A takeover battle over Versum Materials intensified as German pharma group Merck KGaA launched a hostile $5.9 billion offer for the U.S. specialty chemicals maker.
Versum had rejected Merck’s unsolicited $48-per-share offer on March 1, saying it was committed to a merger with U.S. rival Entegris, which had offered $39.20 worth of Entegris stock for each Versum share.
“The Versum board’s hasty rejection of our proposal and unwillingness to engage in discussions with us has forced us to take this proposal directly to shareholders,” Merck said in a letter to Versum shareholders. “Tell the Versum board to start doing its job and put your interests first.”
Versum shareholders are scheduled to vote on the Entegris deal on April 26. “Versum believes its shareholders will do better over time owning the combined Versum-Entegris than by taking a one-time cash payment from [Merck],” Barron’s said.
The former specialty chemicals division of industrial gases group Air Products supplies critical components used in semiconductors and counts Intel and Samsung among its largest customers.
As The Financial Times reports, the bidding war over Versum “underscores the intense interest chipmakers and their suppliers have in gaining market share ahead of the move to 5G wireless technology that is expected to connect a wave of new devices to the internet.”
Merck is building a high-tech chemicals division called Performance Materials to cater to the electronics industry.

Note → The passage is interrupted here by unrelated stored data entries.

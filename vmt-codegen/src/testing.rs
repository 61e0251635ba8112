//! Test support: a small Hack machine simulator
//!
//! Executes instruction records directly (no binary assembly step) so
//! tests can assert on RAM effects of generated code: stack deltas,
//! boolean encodings, and the call/return protocol. Mirrors the
//! assembler's symbol rules: markers name instruction addresses,
//! unknown symbols become variables allocated from RAM[16] up.

use crate::asm::{AsmInst, Comp, Dest, Jump};
use std::collections::HashMap;

pub const RAM_SIZE: usize = 32768;

/// Machine state after a run
pub struct Machine {
    pub ram: Vec<i16>,
    pub a: i16,
    pub d: i16,
    pub pc: usize,
    pub steps: usize,
}

impl Machine {
    /// Execute a program until the program counter runs past the last
    /// instruction or `max_steps` is reached
    pub fn run(program: &[AsmInst], max_steps: usize) -> Machine {
        // First pass: markers name the next executable instruction;
        // comments occupy no address.
        let mut labels: HashMap<&str, u16> = HashMap::new();
        let mut text: Vec<&AsmInst> = Vec::new();
        for inst in program {
            match inst {
                AsmInst::Marker(name) => {
                    labels.insert(name.as_str(), text.len() as u16);
                }
                AsmInst::Comment(_) => {}
                executable => text.push(executable),
            }
        }

        let mut variables: HashMap<&str, u16> = HashMap::new();
        let mut next_variable = 16u16;
        let mut machine = Machine {
            ram: vec![0; RAM_SIZE],
            a: 0,
            d: 0,
            pc: 0,
            steps: 0,
        };

        while machine.pc < text.len() && machine.steps < max_steps {
            machine.steps += 1;
            match text[machine.pc] {
                AsmInst::AddrImm(value) => {
                    machine.a = *value as i16;
                    machine.pc += 1;
                }
                AsmInst::AddrReg(register) => {
                    machine.a = register.address() as i16;
                    machine.pc += 1;
                }
                AsmInst::AddrSym(symbol) => {
                    let address = match labels.get(symbol.as_str()) {
                        Some(&target) => target,
                        None => *variables.entry(symbol.as_str()).or_insert_with(|| {
                            let slot = next_variable;
                            next_variable += 1;
                            slot
                        }),
                    };
                    machine.a = address as i16;
                    machine.pc += 1;
                }
                AsmInst::Assign(dest, comp) => {
                    let value = machine.eval(*comp);
                    machine.write(*dest, value);
                    machine.pc += 1;
                }
                AsmInst::Branch(comp, jump) => {
                    let value = machine.eval(*comp);
                    if jump_taken(*jump, value) {
                        machine.pc = machine.a as u16 as usize;
                    } else {
                        machine.pc += 1;
                    }
                }
                AsmInst::Marker(_) | AsmInst::Comment(_) => {
                    machine.pc += 1;
                }
            }
        }
        machine
    }

    /// The current stack pointer (RAM[0])
    pub fn sp(&self) -> i16 {
        self.ram[0]
    }

    fn mem(&self) -> i16 {
        self.ram[self.a as u16 as usize & (RAM_SIZE - 1)]
    }

    fn write(&mut self, dest: Dest, value: i16) {
        let address = self.a as u16 as usize & (RAM_SIZE - 1);
        match dest {
            Dest::M => self.ram[address] = value,
            Dest::D => self.d = value,
            Dest::A => self.a = value,
            Dest::MD => {
                self.ram[address] = value;
                self.d = value;
            }
            Dest::AM => {
                self.ram[address] = value;
                self.a = value;
            }
            Dest::AD => {
                self.a = value;
                self.d = value;
            }
            Dest::AMD => {
                self.ram[address] = value;
                self.a = value;
                self.d = value;
            }
        }
    }

    fn eval(&self, comp: Comp) -> i16 {
        let d = self.d;
        let a = self.a;
        let m = self.mem();
        match comp {
            Comp::Zero => 0,
            Comp::One => 1,
            Comp::NegOne => -1,
            Comp::D => d,
            Comp::A => a,
            Comp::M => m,
            Comp::NotD => !d,
            Comp::NotA => !a,
            Comp::NotM => !m,
            Comp::NegD => d.wrapping_neg(),
            Comp::NegA => a.wrapping_neg(),
            Comp::NegM => m.wrapping_neg(),
            Comp::DPlusOne => d.wrapping_add(1),
            Comp::APlusOne => a.wrapping_add(1),
            Comp::MPlusOne => m.wrapping_add(1),
            Comp::DMinusOne => d.wrapping_sub(1),
            Comp::AMinusOne => a.wrapping_sub(1),
            Comp::MMinusOne => m.wrapping_sub(1),
            Comp::DPlusA => d.wrapping_add(a),
            Comp::DPlusM => d.wrapping_add(m),
            Comp::DMinusA => d.wrapping_sub(a),
            Comp::DMinusM => d.wrapping_sub(m),
            Comp::AMinusD => a.wrapping_sub(d),
            Comp::MMinusD => m.wrapping_sub(d),
            Comp::DAndA => d & a,
            Comp::DAndM => d & m,
            Comp::DOrA => d | a,
            Comp::DOrM => d | m,
        }
    }
}

fn jump_taken(jump: Jump, value: i16) -> bool {
    match jump {
        Jump::JGT => value > 0,
        Jump::JEQ => value == 0,
        Jump::JGE => value >= 0,
        Jump::JLT => value < 0,
        Jump::JNE => value != 0,
        Jump::JLE => value <= 0,
        Jump::JMP => true,
    }
}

Its offer for Versum represents a 52% premium to Versum’s stock price on Jan. 25, the day before the chemicals firm agreed to sell itself to Entegris.

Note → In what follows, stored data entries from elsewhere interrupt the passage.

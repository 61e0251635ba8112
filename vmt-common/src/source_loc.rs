//! Source location tracking for error reporting
//!
//! The VM language is line oriented, so a location is just a
//! translation-unit name and a 1-based line number.

use serde::{Deserialize, Serialize};
use std::fmt;

/// A location in a VM source unit (line is 1-based)
#[derive(Debug, Clone, PartialEq, Eq, Hash, Serialize, Deserialize)]
pub struct SourceLocation {
    pub filename: String,
    pub line: u32,
}

impl SourceLocation {
    /// Create a location with unit name and line number
    pub fn new(filename: &str, line: u32) -> Self {
        Self {
            filename: filename.to_string(),
            line,
        }
    }

    /// Create a dummy location for testing
    pub fn dummy() -> Self {
        Self::new("<unknown>", 0)
    }
}

impl fmt::Display for SourceLocation {
    fn fmt(&self, f: &mut fmt::Formatter<'_>) -> fmt::Result {
        write!(f, "{}:{}", self.filename, self.line)
    }
}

In trading Tuesday, Versum shares rose 0.5% to $49.93.
“The ball is now in the Entegris court to either increase its offer or to go away,” a Versum shareholder told Reuters.
Versum said its board was reviewing Merck’s offer and would inform its shareholders about the board’s formal position within 10 business days. The company has a poison pill defense that gives shareholders the right to purchase stock at a substantial discount if a third party acquires more than 12.5% of the outstanding shares.